Scrushy v. Tucker, 1050564.

Decision Date12 April 2006
Docket Number1050564.
Citation955 So.2d 988
PartiesRichard M. SCRUSHY v. Wade TUCKER.
CourtAlabama Supreme Court

C. Neal Pope of Pope, McGlamry, Kilpatrick, Morrison & Norwood, LLP, Columbus, Georgia; and David G. Russell and J. Marbury Rainer of Parker, Hudson, Rainer & Dobbs, LLP, Atlanta, Georgia, for appellant.

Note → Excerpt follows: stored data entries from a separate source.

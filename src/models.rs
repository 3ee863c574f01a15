//! Core data types shared by the loader, the prompt composer and the server.

use chrono::{DateTime, Utc};
use serde::Serialize;

/// One loaded file: its filename and the plain text extracted from it.
#[derive(Debug, Clone, PartialEq, Eq)]
pub struct Document {
    pub name: String,
    pub text: String,
}

/// Documents keyed by filename, in scan order.
///
/// Names are unique; inserting an existing name replaces its text in place
/// without changing its position.
#[derive(Debug, Clone, Default, PartialEq, Eq)]
pub struct DocumentSet {
    docs: Vec<Document>,
}

impl DocumentSet {
    pub fn new() -> Self {
        Self::default()
    }

    pub fn insert(&mut self, name: impl Into<String>, text: impl Into<String>) {
        let name = name.into();
        let text = text.into();
        match self.docs.iter_mut().find(|d| d.name == name) {
            Some(existing) => existing.text = text,
            None => self.docs.push(Document { name, text }),
        }
    }

    pub fn get(&self, name: &str) -> Option<&str> {
        self.docs
            .iter()
            .find(|d| d.name == name)
            .map(|d| d.text.as_str())
    }

    pub fn len(&self) -> usize {
        self.docs.len()
    }

    pub fn is_empty(&self) -> bool {
        self.docs.is_empty()
    }

    pub fn names(&self) -> Vec<String> {
        self.docs.iter().map(|d| d.name.clone()).collect()
    }

    pub fn iter(&self) -> std::slice::Iter<'_, Document> {
        self.docs.iter()
    }
}

impl<'a> IntoIterator for &'a DocumentSet {
    type Item = &'a Document;
    type IntoIter = std::slice::Iter<'a, Document>;

    fn into_iter(self) -> Self::IntoIter {
        self.docs.iter()
    }
}

impl<N: Into<String>, T: Into<String>> FromIterator<(N, T)> for DocumentSet {
    fn from_iter<I: IntoIterator<Item = (N, T)>>(iter: I) -> Self {
        let mut set = DocumentSet::new();
        for (name, text) in iter {
            set.insert(name, text);
        }
        set
    }
}

/// Role of a message in the completion API exchange.
#[derive(Debug, Clone, Copy, PartialEq, Eq, Serialize)]
#[serde(rename_all = "lowercase")]
pub enum Role {
    System,
    User,
}

/// A single message sent to the completion API.
#[derive(Debug, Clone, PartialEq, Eq, Serialize)]
pub struct ChatMessage {
    pub role: Role,
    pub content: String,
}

impl ChatMessage {
    pub fn system(content: impl Into<String>) -> Self {
        Self {
            role: Role::System,
            content: content.into(),
        }
    }

    pub fn user(content: impl Into<String>) -> Self {
        Self {
            role: Role::User,
            content: content.into(),
        }
    }
}

/// An immutable document set together with the system prompt built from it.
///
/// Snapshots are only ever replaced as a whole, so the prompt always matches
/// the documents stored next to it.
#[derive(Debug, Clone)]
pub struct Knowledge {
    pub documents: DocumentSet,
    pub system_context: String,
    pub loaded_at: DateTime<Utc>,
}

impl Knowledge {
    /// Prompt length in characters, as reported by `/health` and `/`.
    pub fn system_prompt_length(&self) -> usize {
        self.system_context.chars().count()
    }
}

#[cfg(test)]
mod tests {
    use super::*;

    #[test]
    fn insert_keeps_first_position_for_duplicate_names() {
        let mut set = DocumentSet::new();
        set.insert("a.txt", "one");
        set.insert("b.txt", "two");
        set.insert("a.txt", "three");
        assert_eq!(set.names(), vec!["a.txt", "b.txt"]);
        assert_eq!(set.get("a.txt"), Some("three"));
    }

    #[test]
    fn chat_message_serializes_to_wire_format() {
        let json = serde_json::to_value(ChatMessage::system("ctx")).unwrap();
        assert_eq!(json, serde_json::json!({"role": "system", "content": "ctx"}));
    }

    #[test]
    fn prompt_length_counts_characters() {
        let knowledge = Knowledge {
            documents: DocumentSet::new(),
            system_context: "文件ab".to_string(),
            loaded_at: Utc::now(),
        };
        assert_eq!(knowledge.system_prompt_length(), 4);
    }
}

John W. Haley, Ralph D. Cook, and Bruce J. McKee of Hare, Wynn, Newell & Newton, Birmingham; John Q. Somerville of Galloway & Somerville, Birmingham; and Frank P. DiPrima, Convent Station, New Jersey, for appellee.

LYONS, Justice.

Richard M. Scrushy, the defendant in this case, appealed from a partial summary judgment entered in favor of the plaintiff, Wade Tucker. The trial court made the judgment final pursuant to Rule 54(b), Ala. R. Civ. P. As a preliminary matter, Scrushy filed in this Court an emergency motion to stay execution of the judgment against him. This Court ordered execution of the judgment stayed pending further orders of the Court and, in addition, ordered the parties to show cause whether the partial summary judgment is appropriate for certification as a final appealable order pursuant to Rule 54(b). An adverse determination of that issue would eliminate the basis for enforcement of the judgment. After considering the parties' responses to the Court's show-cause order, we conclude that the trial court's Rule 54(b) certification was appropriate, and, accordingly, we vacate the stay of the execution of the judgment and allow the appeal in this case to proceed. We further conclude that the emergency motion to stay execution of the judgment is due to be denied as premature.

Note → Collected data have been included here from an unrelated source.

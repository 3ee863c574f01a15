//! Document directory scanning.
//!
//! Reads every supported file directly inside the document directory and
//! returns its extracted text. Failures are per file: a file that cannot be
//! read or parsed is logged and left out, and a missing directory is an empty
//! set. Nothing here returns an error to the caller.

use std::path::Path;
use walkdir::WalkDir;

use crate::extract::{extract_text, DocumentKind};
use crate::models::DocumentSet;

/// Loads all supported documents from `dir`, sorted by filename.
pub fn load_documents(dir: &Path) -> DocumentSet {
    let mut docs = DocumentSet::new();

    if !dir.is_dir() {
        tracing::warn!(
            dir = %dir.display(),
            "document directory does not exist; continuing without documents"
        );
        return docs;
    }

    let walker = WalkDir::new(dir)
        .min_depth(1)
        .max_depth(1)
        .follow_links(true)
        .sort_by_file_name();

    for entry in walker {
        let entry = match entry {
            Ok(entry) => entry,
            Err(e) => {
                tracing::warn!(error = %e, "skipping unreadable directory entry");
                continue;
            }
        };
        if !entry.file_type().is_file() {
            continue;
        }

        let path = entry.path();
        let name = entry.file_name().to_string_lossy().to_string();
        let Some(kind) = DocumentKind::from_path(path) else {
            tracing::debug!(file = %name, "unsupported file type, skipped");
            continue;
        };

        match load_file(path, kind) {
            Ok(text) => {
                tracing::info!(file = %name, chars = text.chars().count(), "loaded document");
                docs.insert(name, text);
            }
            Err(e) => {
                tracing::error!(file = %name, error = %e, "failed to load document");
            }
        }
    }

    docs
}

fn load_file(path: &Path, kind: DocumentKind) -> anyhow::Result<String> {
    let bytes = std::fs::read(path)?;
    Ok(extract_text(&bytes, kind)?)
}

I. Factual Background and Procedural History

Wade Tucker, a shareholder of HealthSouth Corporation, filed a shareholder's derivative lawsuit on behalf of HealthSouth against Scrushy, the former chief executive officer for HealthSouth, and numerous other defendants. This case is one of three civil actions filed as a result of alleged fraudulent accounting practices at HealthSouth. The other two civil cases are pending in the United States District Court for the Northern District of Alabama and in the Delaware Chancery Court. In addition, criminal charges were brought against Scrushy in the same federal court. All of the civil cases were stayed during the pendency of the criminal proceedings against Scrushy. After a lengthy trial, Scrushy was acquitted of the criminal charges against him.

Tucker's complaint alleges that Scrushy and others perpetrated an accounting fraud against HealthSouth, resulting in massive financial losses by HealthSouth and ultimately its shareholders. Tucker's complaint alleges claims of insider open-market trading, fraud, breach of fiduciary duty by corporate directors, professional negligence by auditors, aiding and abetting or civil conspiracy by an investment banking firm, and breach of contract. Tucker's complaint also alleges that Scrushy was unjustly enriched when he accepted bonuses as a result of overvalued financial statements that misstated HealthSouth's net income, which, Tucker alleges, was in violation of a contract between HealthSouth and Scrushy. As to the claim of unjust enrichment, Tucker's complaint alleges, in pertinent part, as follows:

"34. Beginning in or about January 1997, and continuing into March 2003, defendants Scrushy [and others] knowingly and willfully conspired and agreed with each other, to commit the wrongdoing alleged herein, specifically, to misrepresent and falsely inflate earnings and HealthSouth's true financial condition. Scrushy [and other defendants] engaged in this fraud, misrepresentation and manipulation of income and earnings of HealthSouth to enrich themselves by artificially inflating HealthSouth's publicly reported earnings and earnings per share an[d] by fraudulently enhancing its reported financial condition.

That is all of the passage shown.